I've been making unsteady progress through Tolstoy's War and Peace for a couple months now. At the rate of ten pages per day, it would take around a hundred days to finish, and that is my approximate pace. But I go days without reading a page. Henry James called the novel and others like it "loose baggy monsters," a phrase suggesting uneven performance and slack organization that, with respect to War and Peace, seems to me apt. The characters may go on a fox hunt that is described with thorough Tolstoyan relish, but which at the same time does not seem to advance the narrative, so that one forms the impression that perhaps Tolstoy himself had gone on a fox hunt while in the middle of the book, and next morning wrote it up and in it went. Then there are the crushingly boring sections that read like the monograph of a PhD candidate in history. I think I remember reading somewhere that Hemingway said War and Peace would be an even greater book if Tolstoy had cut the sections that he probably considered to be the very greatest. Hemingway might have been right about that.

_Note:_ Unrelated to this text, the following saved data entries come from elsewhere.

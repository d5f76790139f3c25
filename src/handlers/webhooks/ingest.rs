use std::collections::HashMap;

use axum::{
    body::Bytes,
    extract::{Path, State},
    http::HeaderMap,
};
use serde::Serialize;

use crate::db::{AppState, queries};
use crate::error::{AppError, Result};
use crate::extractors::{Json, Query};
use crate::models::NewWebhookEvent;
use crate::payload::{self, NormalizedPayload};
use crate::util::{extract_webhook_secret, headers_to_json, secrets_match};

use super::common::{apply_event, classify_event};

#[derive(Debug, Serialize)]
pub struct WebhookAck {
    pub received: bool,
    pub processed: bool,
    pub event: String,
    pub idempotent: bool,
}

/// Provider path segments: 1-32 chars of [a-z0-9_-].
fn is_valid_provider(provider: &str) -> bool {
    !provider.is_empty()
        && provider.len() <= 32
        && provider
            .bytes()
            .all(|b| b.is_ascii_lowercase() || b.is_ascii_digit() || b == b'-' || b == b'_')
}

/// POST /webhooks/{provider}
///
/// Only auth problems surface as HTTP errors. Once the caller is
/// authenticated the response is always 200 and failures are reported via
/// `processed: false`, so the provider does not redeliver in a loop.
pub async fn handle_webhook(
    State(state): State<AppState>,
    Path(provider): Path<String>,
    Query(query): Query<HashMap<String, String>>,
    headers: HeaderMap,
    body: Bytes,
) -> Result<Json<WebhookAck>> {
    if !is_valid_provider(&provider) {
        return Err(AppError::NotFound("Unknown webhook provider".into()));
    }

    let configured = state
        .webhook_secret
        .as_deref()
        .ok_or_else(|| AppError::Misconfigured("Webhook secret not configured".into()))?;

    let provided = extract_webhook_secret(&headers, &query);
    if !provided.is_some_and(|p| secrets_match(&p, configured)) {
        tracing::warn!("Rejected {} webhook: missing or wrong secret", provider);
        return Err(AppError::Unauthorized);
    }

    let payload = payload::parse_body(&body);
    let fields = NormalizedPayload::from_value(&payload);
    let event = fields.event.to_lowercase();
    let uid = payload::event_uid(&payload);

    let ack = |processed: bool, idempotent: bool| {
        Json(WebhookAck {
            received: true,
            processed,
            event: event.clone(),
            idempotent,
        })
    };

    let mut conn = match state.db.get() {
        Ok(c) => c,
        Err(e) => {
            tracing::error!("DB connection error for {} webhook {}: {}", provider, uid, e);
            return Ok(ack(false, false));
        }
    };

    // Claiming the uid doubles as the audit record; business logic only runs
    // for the delivery that wins the insert.
    let headers_json = headers_to_json(&headers);
    let claimed = queries::try_record_webhook_event(
        &conn,
        &NewWebhookEvent {
            provider: &provider,
            uid: &uid,
            event: &event,
            payload: &payload,
            headers: &headers_json,
        },
    );
    let event_id = match claimed {
        Ok(Some(id)) => id,
        Ok(None) => {
            let first_processed = queries::get_webhook_event(&conn, &provider, &uid)
                .ok()
                .flatten()
                .map(|e| e.processed);
            tracing::info!(
                "Duplicate {} webhook {} ({}), skipping (first delivery processed={:?})",
                provider,
                uid,
                event,
                first_processed
            );
            return Ok(ack(false, true));
        }
        Err(e) => {
            tracing::error!("Failed to record {} webhook {}: {}", provider, uid, e);
            return Ok(ack(false, false));
        }
    };

    let kind = classify_event(&event);
    let processed = match apply_event(&mut conn, kind, &fields) {
        Ok(processed) => processed,
        Err(e) => {
            tracing::error!(
                "Error processing {} webhook {} ({}): {}",
                provider,
                uid,
                kind.as_ref(),
                e
            );
            false
        }
    };

    if let Err(e) = queries::set_webhook_event_processed(&conn, &event_id, processed) {
        tracing::error!("Failed to mark webhook {} processed={}: {}", uid, processed, e);
    }

    tracing::info!(
        "{} webhook {} handled: event={}, kind={}, processed={}",
        provider,
        uid,
        event,
        kind.as_ref(),
        processed
    );

    Ok(ack(processed, false))
}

Anyhow, I think it is the heterogeneous sprawl that accounts for my unsteady progress through the book. I have an electronic edition loaded on my phone, so that I don't have to lug around the thousand pages, but at home I read a Norton critical edition that includes at the beginning of every chapter a little editorial header describing the contents of that chapter. It's useful when you are trying to find something that would otherwise be like a particular pebble on the beach, but it tends to cause stalls when, shutting the book and turning off the lamp at night, you notice that the header for the next chapter is, say, "Senselessness of the battle of Borodino, and erroneousness of the historians' account of it." Next day instead of reading in bed I'm apt to watch the Twins, and the always interesting "Twins Live" when the game is done.
On the other hand, I pass many evenings happily sunk in the endless effortless flow of words describing the lives of the Rostovs and Bolkonskys and Bezukhovs, the mesmerizing effect occasionally interrupted by something truly arresting, like the thoughts of Prince Andrew on the night before the Battle of Borodino as he contemplates, in the 24th chapter of Book X, his likely death the next day.